▶ [Work to be completed] Report each line of the material below where the word "message" can be found.
--- Supplied entries ---
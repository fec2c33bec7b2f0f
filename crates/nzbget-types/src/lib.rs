//! # NZBGet Types
//!
//! This crate defines the common types and traits for clients of the NZBGet download queue.

use std::{cmp::Ordering, fmt, hash};

use chrono::{DateTime, Utc};
use serde::{Deserialize, Serialize};
use thiserror::Error;

mod nzb;

pub use nzb::{NzbMetadata, parse_nzb};

/// Error type for download queue operations.
#[derive(Error, Debug)]
pub enum NzbGetError {
    /// Network-related errors (connection failures, bad HTTP status, unreadable body)
    #[error("{op}: network error: {message}")]
    Network {
        /// The remote operation that failed.
        op: &'static str,
        /// Description of the failure.
        message: String,
    },

    /// The per-call deadline elapsed before the server answered.
    #[error("{op}: request timed out")]
    Timeout {
        /// The remote operation that failed.
        op: &'static str,
    },

    /// The response body could not be decoded.
    #[error("{op}: undecodable response: {message}")]
    Decode {
        /// The remote operation that failed.
        op: &'static str,
        /// Description of the failure.
        message: String,
    },

    /// Authentication errors
    #[error("authentication required")]
    Unauthorized,

    /// Server returned an error envelope
    #[error("{op}: server error {code}: {message}")]
    Server {
        /// The remote operation that failed.
        op: &'static str,
        /// Remote error code.
        code: i64,
        /// Remote error message.
        message: String,
    },

    /// The call went through but the server did not acknowledge it.
    #[error("{op}: rejected by server (result: {result})")]
    Rejected {
        /// The remote operation that failed.
        op: &'static str,
        /// The raw result the server sent back.
        result: String,
    },

    /// The result had a different type than the operation requires.
    #[error("{op}: unexpected result: {result}")]
    UnexpectedResult {
        /// The remote operation that failed.
        op: &'static str,
        /// The raw result the server sent back.
        result: String,
    },

    /// Fetching a remote NZB file failed
    #[error("download failed: {0}")]
    Download(String),

    /// File system errors (temp file creation, reading the fetched file, etc.)
    #[error("file system error: {0}")]
    FileSystem(String),

    /// The content is not a usable NZB document
    #[error("invalid nzb: {0}")]
    InvalidNzb(String),

    /// Invalid client configuration
    #[error("invalid configuration: {0}")]
    Config(String),
}

/// Priority of a queue entry.
///
/// The named levels cover everything NZBGet's own UI offers. The server accepts any integer
/// though, so [`Priority::Custom`] carries values outside the named set. Ordering and equality
/// are numeric: `Priority::Custom(0) == Priority::Normal`.
#[derive(Debug, Clone, Copy, Default, Serialize, Deserialize)]
#[serde(from = "i32", into = "i32")]
pub enum Priority {
    /// -100
    VeryLow,
    /// -50
    Low,
    /// 0
    #[default]
    Normal,
    /// 50
    High,
    /// 100
    VeryHigh,
    /// 900, bypasses duplicate checks.
    Force,
    /// Any other raw priority.
    Custom(i32),
}

impl Priority {
    /// Returns the wire value of this priority.
    pub const fn value(self) -> i32 {
        match self {
            Self::VeryLow => -100,
            Self::Low => -50,
            Self::Normal => 0,
            Self::High => 50,
            Self::VeryHigh => 100,
            Self::Force => 900,
            Self::Custom(v) => v,
        }
    }
}

impl From<i32> for Priority {
    fn from(value: i32) -> Self {
        match value {
            -100 => Self::VeryLow,
            -50 => Self::Low,
            0 => Self::Normal,
            50 => Self::High,
            100 => Self::VeryHigh,
            900 => Self::Force,
            v => Self::Custom(v),
        }
    }
}

impl From<Priority> for i32 {
    fn from(priority: Priority) -> Self {
        priority.value()
    }
}

impl PartialEq for Priority {
    fn eq(&self, other: &Self) -> bool {
        self.value() == other.value()
    }
}

impl Eq for Priority {}

impl PartialOrd for Priority {
    fn partial_cmp(&self, other: &Self) -> Option<Ordering> {
        Some(self.cmp(other))
    }
}

impl Ord for Priority {
    fn cmp(&self, other: &Self) -> Ordering {
        self.value().cmp(&other.value())
    }
}

impl hash::Hash for Priority {
    fn hash<H: hash::Hasher>(&self, state: &mut H) {
        self.value().hash(state);
    }
}

impl fmt::Display for Priority {
    fn fmt(&self, f: &mut fmt::Formatter<'_>) -> fmt::Result {
        write!(f, "{}", self.value())
    }
}

/// A named post-processing parameter passed along with an appended NZB.
#[derive(Debug, Clone, PartialEq, Eq, Serialize)]
pub struct PostProcessParameter {
    /// Parameter name, e.g. `*unpack:` or a script option.
    #[serde(rename = "Name")]
    pub name: String,
    /// Parameter value.
    #[serde(rename = "Value")]
    pub value: String,
}

/// Options applied when an NZB is appended to the queue.
#[derive(Debug, Clone, PartialEq, Eq)]
pub struct AddOptions {
    /// Category to file the download under. Empty means none.
    pub category: String,
    /// Queue priority.
    pub priority: Priority,
    /// Put the entry at the top of the queue instead of the bottom.
    pub add_to_top: bool,
    /// Add the entry in paused state.
    pub add_paused: bool,
    /// Duplicate key.
    pub dupe_key: String,
    /// Duplicate score.
    pub dupe_score: i32,
    /// Duplicate mode: `SCORE`, `ALL` or `FORCE`.
    pub dupe_mode: String,
    /// Display name to submit instead of the one in the NZB head.
    pub name: Option<String>,
    /// Extra post-processing parameters, sent in order.
    pub parameters: Vec<PostProcessParameter>,
}

impl Default for AddOptions {
    fn default() -> Self {
        Self {
            category: String::new(),
            priority: Priority::Normal,
            add_to_top: false,
            add_paused: false,
            dupe_key: String::new(),
            dupe_score: 0,
            dupe_mode: "SCORE".to_string(),
            name: None,
            parameters: Vec::new(),
        }
    }
}

impl AddOptions {
    /// Sets the category.
    pub fn with_category(mut self, category: impl Into<String>) -> Self {
        self.category = category.into();
        self
    }

    /// Sets the priority.
    pub fn with_priority(mut self, priority: Priority) -> Self {
        self.priority = priority;
        self
    }

    /// Sets the display name override.
    pub fn with_name(mut self, name: impl Into<String>) -> Self {
        self.name = Some(name.into());
        self
    }

    /// Appends a post-processing parameter.
    pub fn with_parameter(mut self, name: impl Into<String>, value: impl Into<String>) -> Self {
        self.parameters.push(PostProcessParameter {
            name: name.into(),
            value: value.into(),
        });
        self
    }

    /// Returns the override name when one is set and non-empty.
    pub fn override_name(&self) -> Option<&str> {
        self.name.as_deref().filter(|n| !n.is_empty())
    }
}

/// Commands understood by the `editqueue` method that this crate issues.
#[derive(Debug, Clone, Copy, PartialEq, Eq)]
pub enum EditCommand {
    /// Remove a group from the queue, moving it to history.
    GroupDelete,
    /// Pause a group.
    GroupPause,
    /// Resume a paused group.
    GroupResume,
    /// Move a group to the top of the queue.
    GroupMoveTop,
    /// Move a group to the bottom of the queue.
    GroupMoveBottom,
    /// Change a group's priority. The parameter is the priority value.
    GroupSetPriority,
    /// Change a group's category. The parameter is the category name.
    GroupSetCategory,
    /// Hide a history entry.
    HistoryDelete,
    /// Remove a history entry for good.
    HistoryFinalDelete,
    /// Download a history entry again from scratch.
    HistoryRedownload,
}

impl EditCommand {
    /// Returns the wire name of the command.
    pub const fn as_str(self) -> &'static str {
        match self {
            Self::GroupDelete => "GroupDelete",
            Self::GroupPause => "GroupPause",
            Self::GroupResume => "GroupResume",
            Self::GroupMoveTop => "GroupMoveTop",
            Self::GroupMoveBottom => "GroupMoveBottom",
            Self::GroupSetPriority => "GroupSetPriority",
            Self::GroupSetCategory => "GroupSetCategory",
            Self::HistoryDelete => "HistoryDelete",
            Self::HistoryFinalDelete => "HistoryFinalDelete",
            Self::HistoryRedownload => "HistoryRedownload",
        }
    }
}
---
▶ [Problem solution]
    #[error("{op}: network error: {message}")]
        message: String,
    #[error("{op}: undecodable response: {message}")]
        message: String,
    #[error("{op}: server error {code}: {message}")]
        /// Remote error message.
        message: String,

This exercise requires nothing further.